Après, selon l’expression consacrée, neuf mois de belote, la guerre de 1939-40 entre dans sa phase opérationnelle : de quelques escarmouches isolées sur les frontières, on passe à de vraies attaques en profondeur sur le territoire français, pendant que les divisions blindées franchissent les infranchissables Ardennes. La chasse française, dont le meilleur chasseur est un Américain déjà obsolète nommé Curtiss H.75, va subir une lourde défaite malgré un courage cent fois loué.
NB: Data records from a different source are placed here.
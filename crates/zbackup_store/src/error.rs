//! Error types for snapshot store operations.

use std::io;
use thiserror::Error;

/// Result type for snapshot store operations.
pub type StoreResult<T> = Result<T, StoreError>;

/// Errors that can occur while talking to a snapshot store.
#[derive(Debug, Error)]
pub enum StoreError {
    /// An I/O error occurred.
    #[error("I/O error: {0}")]
    Io(#[from] io::Error),

    /// A volume-management command exited unsuccessfully.
    #[error("command `{command}` failed: {stderr}")]
    CommandFailed {
        /// The command line that was run.
        command: String,
        /// What the command printed on stderr.
        stderr: String,
    },

    /// A snapshot listing line could not be split into its fields.
    #[error("malformed listing for volume {volume}: {line:?}")]
    MalformedListing {
        /// The volume being listed.
        volume: String,
        /// The offending line.
        line: String,
    },

    /// The snapshot already exists.
    #[error("snapshot already exists: {0}")]
    AlreadyExists(String),

    /// The snapshot does not exist.
    #[error("snapshot not found: {0}")]
    NotFound(String),

    /// The volume does not exist.
    #[error("unknown volume: {0}")]
    UnknownVolume(String),

    /// The consumer refused the transfer stream.
    #[error("stream rejected: {0}")]
    StreamRejected(String),
}
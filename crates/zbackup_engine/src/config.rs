//! Configuration for the backup engine.

use crate::error::{BackupError, BackupResult};
use crate::transfer::DEFAULT_CHUNK_SIZE;
use serde::{Deserialize, Serialize};

/// Largest accepted relay buffer (1 GiB).
pub const MAX_CHUNK_SIZE: usize = 1024 * 1024 * 1024;

/// Configuration for backup operations.
///
/// Deserializes from the JSON config file shape:
///
/// ```json
/// { "zfs_pool": "tank", "zfs_backup_pool": "backup/tank" }
/// ```
#[derive(Debug, Clone, PartialEq, Eq, Serialize, Deserialize)]
pub struct BackupConfig {
    /// Primary volume (source of truth).
    #[serde(rename = "zfs_pool", alias = "primary")]
    pub primary: String,
    /// Backup volume (replication target).
    #[serde(rename = "zfs_backup_pool", alias = "backup")]
    pub backup: String,
    /// Size of the relay buffer used by transfers, in bytes.
    #[serde(default = "default_chunk_size")]
    pub chunk_size: usize,
}

fn default_chunk_size() -> usize {
    DEFAULT_CHUNK_SIZE
}

impl BackupConfig {
    /// Creates a new backup configuration.
    pub fn new(primary: impl Into<String>, backup: impl Into<String>) -> Self {
        Self {
            primary: primary.into(),
            backup: backup.into(),
            chunk_size: DEFAULT_CHUNK_SIZE,
        }
    }

    /// Sets the relay buffer size.
    pub fn with_chunk_size(mut self, chunk_size: usize) -> Self {
        self.chunk_size = chunk_size;
        self
    }

    /// Checks that the configuration can drive a replication.
    ///
    /// # Errors
    ///
    /// Returns [`BackupError::InvalidConfig`] if a volume name is empty, both
    /// volumes are the same, or the chunk size is zero or above
    /// [`MAX_CHUNK_SIZE`].
    pub fn validate(&self) -> BackupResult<()> {
        if self.primary.trim().is_empty() {
            return Err(BackupError::InvalidConfig("primary volume is empty".into()));
        }
        if self.backup.trim().is_empty() {
            return Err(BackupError::InvalidConfig("backup volume is empty".into()));
        }
        if self.primary == self.backup {
            return Err(BackupError::InvalidConfig(format!(
                "primary and backup are both {}",
                self.primary
            )));
        }
        if self.chunk_size == 0 {
            return Err(BackupError::InvalidConfig("chunk size must be positive".into()));
        }
        if self.chunk_size > MAX_CHUNK_SIZE {
            return Err(BackupError::InvalidConfig(format!(
                "chunk size {} exceeds the {MAX_CHUNK_SIZE} byte limit",
                self.chunk_size
            )));
        }
        Ok(())
    }
}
C’est l’histoire de Ciel de guerre, racontée comme beaucoup de récits de ce style du point de vue d’un jeune enthousiaste qui découvre, et le lecteur avec lui, la vie au front.
L’effort de documentation est notable et l’album ne souffre pas de grosse erreur, bien qu’il soit permis de douter qu’un pilote qui multiplie autant les bourdes de débutant (partir en chasse seul avec un régulateur en panne, suivre obstinément sa cible jusqu’à se laisser coiffer par un Messerschmitt Bf 109 ou accrocher des arbres…) survive à sa première semaine. L’ambiance est correctement retranscrite, entre état-major dépassé aux ordres flous, incompréhension réciproque et absence de synchronisation entre forces terrestres et aériennes, et même rivalité entre les pilotes issus de l’école populaire et leurs camarades issus de la noblesse et des écoles d’officiers. Le scénario souffre de quelques naïvetés, comme le débarquement fort opportun de la marraine de l’escadrille / cousine du héros, et ne change guère des récits habituels du genre ; il est cependant plutôt bien construit et nous regrettons surtout les dialogues très écrits (symbolisés par les appels radio qui commencent par des « allô allô » que nous n’avions pas vus depuis Le secret de l’Espadon).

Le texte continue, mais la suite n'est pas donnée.